ASSIGNMENT:
Once you reach the line containing "pub struct Hoyo;" in the entries below, write out that line and each one after it down to the line containing "-> Result<RealtimeNotes, FetchError>", exactly and with nothing added.

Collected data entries
_ _ _ _
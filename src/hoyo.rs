use chrono::Duration;
use serde::{Deserialize, Serialize};
use thiserror::Error;

/* HoYoLAB returns this retcode when it wants a geetest puzzle solved
 * before handing out game records again. */
const RETCODE_ANTI_AUTOMATION: i32 = 1034;

#[derive(Clone, Copy, Debug, Deserialize, Serialize, PartialEq, Eq)]
pub enum Game {
    Genshin,
    StarRail,
}

/* Per-game message fragments; picked once via the game tag instead of
 * branching at every call site. */
pub struct Wording {
    pub power_name: &'static str,
    pub daily_name: &'static str,
    pub weekly_activity_name: &'static str,
    pub weekly_boss_name: &'static str,
    pub power_full: &'static str,
    pub power_almost_full: &'static str,
    pub expedition_done: &'static str,
    pub expedition_almost_done: &'static str,
    pub daily_incomplete: &'static str,
    pub weekly_activity_incomplete: &'static str,
    pub weekly_boss_incomplete: &'static str,
}

static GENSHIN_WORDING: Wording = Wording {
    power_name: "Original Resin",
    daily_name: "Daily Commissions",
    weekly_activity_name: "Weekly Activity",
    weekly_boss_name: "Weekly Boss Discounts",
    power_full: "Original Resin is full! ",
    power_almost_full: "Original Resin is almost full! ",
    expedition_done: "Expeditions are complete! ",
    expedition_almost_done: "Expeditions are almost complete! ",
    daily_incomplete: "Today's daily commissions are not yet complete! ",
    weekly_activity_incomplete: "This week's activity is not yet complete! ",
    weekly_boss_incomplete: "This week's boss discounts are not yet used! ",
};

static STARRAIL_WORDING: Wording = Wording {
    power_name: "Trailblaze Power",
    daily_name: "Daily Training",
    weekly_activity_name: "Simulated Universe",
    weekly_boss_name: "Echo of War",
    power_full: "Trailblaze Power is full! ",
    power_almost_full: "Trailblaze Power is almost full! ",
    expedition_done: "Assignments are complete! ",
    expedition_almost_done: "Assignments are almost complete! ",
    daily_incomplete: "Today's daily training is not yet complete! ",
    weekly_activity_incomplete: "This week's Simulated Universe is not yet complete! ",
    weekly_boss_incomplete: "This week's Echo of War is not yet complete! ",
};

impl Game {
    pub fn key(&self) -> &'static str {
        match self {
            Game::Genshin => "genshin",
            Game::StarRail => "starrail",
        }
    }

    pub fn from_key(key: &str) -> Option<Game> {
        match key {
            "genshin" => Some(Game::Genshin),
            "starrail" => Some(Game::StarRail),
            _ => None,
        }
    }

    pub fn wording(&self) -> &'static Wording {
        match self {
            Game::Genshin => &GENSHIN_WORDING,
            Game::StarRail => &STARRAIL_WORDING,
        }
    }

    fn notes_url(&self, uid: &str, server: &str) -> String {
        match self {
            Game::Genshin => format!(
                "https://bbs-api-os.hoyolab.com/game_record/genshin/api/dailyNote?role_id={}&server={}",
                uid, server
            ),
            Game::StarRail => format!(
                "https://bbs-api-os.hoyolab.com/game_record/hkrpg/api/note?role_id={}&server={}",
                uid, server
            ),
        }
    }
}

#[derive(Debug, Error)]
pub enum FetchError {
    #[error("anti-automation challenge triggered")]
    AntiAutomation,
    #[error("API returned retcode {retcode}: {message}")]
    Api { retcode: i32, message: String },
    #[error("request failed: {0}")]
    Http(String),
}

impl FetchError {
    /* Backoff contract towards the scheduler: bot-detection means backing
     * off for a full day, anything else is retried after five hours. */
    pub fn retry_after(&self) -> Duration {
        match self {
            FetchError::AntiAutomation => Duration::hours(24),
            _ => Duration::hours(5),
        }
    }
}

#[derive(Clone, Debug)]
pub struct Expedition {
    pub remaining_time: Duration,
    pub finished: bool,
}

#[derive(Clone, Copy, Debug)]
pub struct Progress {
    pub current: u32,
    pub max: u32,
}

/* Normalized realtime notes; both games map onto this. Activities a game
 * does not have stay None and are never evaluated. */
#[derive(Clone, Debug)]
pub struct RealtimeNotes {
    pub current_stamina: u32,
    pub max_stamina: u32,
    pub time_to_full: Duration,
    pub expeditions: Vec<Expedition>,
    pub daily_progress: Option<Progress>,
    pub weekly_activity: Option<Progress>,
    pub remaining_weekly_discounts: Option<u32>,
}

#[derive(Debug, Deserialize)]
struct ApiResponse<T> {
    retcode: i32,
    message: String,
    data: Option<T>,
}

#[derive(Debug, Deserialize)]
struct GenshinExpedition {
    status: String,
    remained_time: String,
}

#[derive(Debug, Deserialize)]
struct GenshinNote {
    current_resin: u32,
    max_resin: u32,
    resin_recovery_time: String,
    finished_task_num: u32,
    total_task_num: u32,
    remaining_resin_discount_num: u32,
    expeditions: Vec<GenshinExpedition>,
}

#[derive(Debug, Deserialize)]
struct StarRailExpedition {
    status: String,
    remaining_time: i64,
}

#[derive(Debug, Deserialize)]
struct StarRailNote {
    current_stamina: u32,
    max_stamina: u32,
    stamina_recover_time: i64,
    current_train_score: u32,
    max_train_score: u32,
    current_rogue_score: u32,
    max_rogue_score: u32,
    weekly_cocoon_cnt: u32,
    expeditions: Vec<StarRailExpedition>,
}

impl From<GenshinNote> for RealtimeNotes {
    fn from(note: GenshinNote) -> Self {
        RealtimeNotes {
            current_stamina: note.current_resin,
            max_stamina: note.max_resin,
            time_to_full: Duration::seconds(note.resin_recovery_time.parse().unwrap_or(0)),
            expeditions: note
                .expeditions
                .into_iter()
                .map(|epd| Expedition {
                    remaining_time: Duration::seconds(epd.remained_time.parse().unwrap_or(0)),
                    finished: epd.status == "Finished",
                })
                .collect(),
            daily_progress: Some(Progress {
                current: note.finished_task_num,
                max: note.total_task_num,
            }),
            /* Genshin has no Simulated Universe equivalent. */
            weekly_activity: None,
            remaining_weekly_discounts: Some(note.remaining_resin_discount_num),
        }
    }
}

impl From<StarRailNote> for RealtimeNotes {
    fn from(note: StarRailNote) -> Self {
        RealtimeNotes {
            current_stamina: note.current_stamina,
            max_stamina: note.max_stamina,
            time_to_full: Duration::seconds(note.stamina_recover_time),
            expeditions: note
                .expeditions
                .into_iter()
                .map(|epd| Expedition {
                    remaining_time: Duration::seconds(epd.remaining_time),
                    finished: epd.status == "Finished",
                })
                .collect(),
            daily_progress: Some(Progress {
                current: note.current_train_score,
                max: note.max_train_score,
            }),
            weekly_activity: Some(Progress {
                current: note.current_rogue_score,
                max: note.max_rogue_score,
            }),
            remaining_weekly_discounts: Some(note.weekly_cocoon_cnt),
        }
    }
}

pub struct Hoyo;

impl Hoyo {
    pub fn new() -> Self {
        Hoyo
    }

    pub async fn get_realtime_notes(
        &self,
        game: Game,
        uid: &str,
        server: &str,
        cookie: &str,
    ) -> Result<RealtimeNotes, FetchError> {
        let url = game.notes_url(uid, server);

        let response = reqwest::Client::new()
            .get(&url)
            .header("Cookie", cookie)
            .header("x-rpc-language", "en-us")
            .send()
            .await;

        let body = match response {
            Ok(response) => {
                let status = response.status().as_u16();
                let body = response.text().await;

                match (status, body) {
                    (200, Ok(body)) => body,
                    (_, Err(body)) => return Err(FetchError::Http(body.to_string())),
                    (status, _) => {
                        return Err(FetchError::Http(format!(
                            "Failed to fetch realtime notes: status code {}",
                            status
                        )))
                    }
                }
            }
            Err(e) => return Err(FetchError::Http(e.to_string())),
        };

        match game {
            Game::Genshin => {
                let response: ApiResponse<GenshinNote> =
                    serde_json::from_str(&body).map_err(|e| FetchError::Http(e.to_string()))?;
                Ok(unwrap_api_response(response)?.into())
            }
            Game::StarRail => {
                let response: ApiResponse<StarRailNote> =
                    serde_json::from_str(&body).map_err(|e| FetchError::Http(e.to_string()))?;
                Ok(unwrap_api_response(response)?.into())
            }
        }
    }
}

fn unwrap_api_response<T>(response: ApiResponse<T>) -> Result<T, FetchError> {
    match (response.retcode, response.data) {
        (0, Some(data)) => Ok(data),
        (RETCODE_ANTI_AUTOMATION, _) => Err(FetchError::AntiAutomation),
        (retcode, _) => Err(FetchError::Api {
            retcode,
            message: response.message,
        }),
    }
}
_ _ _ _
ANSWER:
pub struct Hoyo;

impl Hoyo {
    pub fn new() -> Self {
        Hoyo
    }

    pub async fn get_realtime_notes(
        &self,
        game: Game,
        uid: &str,
        server: &str,
        cookie: &str,
    ) -> Result<RealtimeNotes, FetchError> {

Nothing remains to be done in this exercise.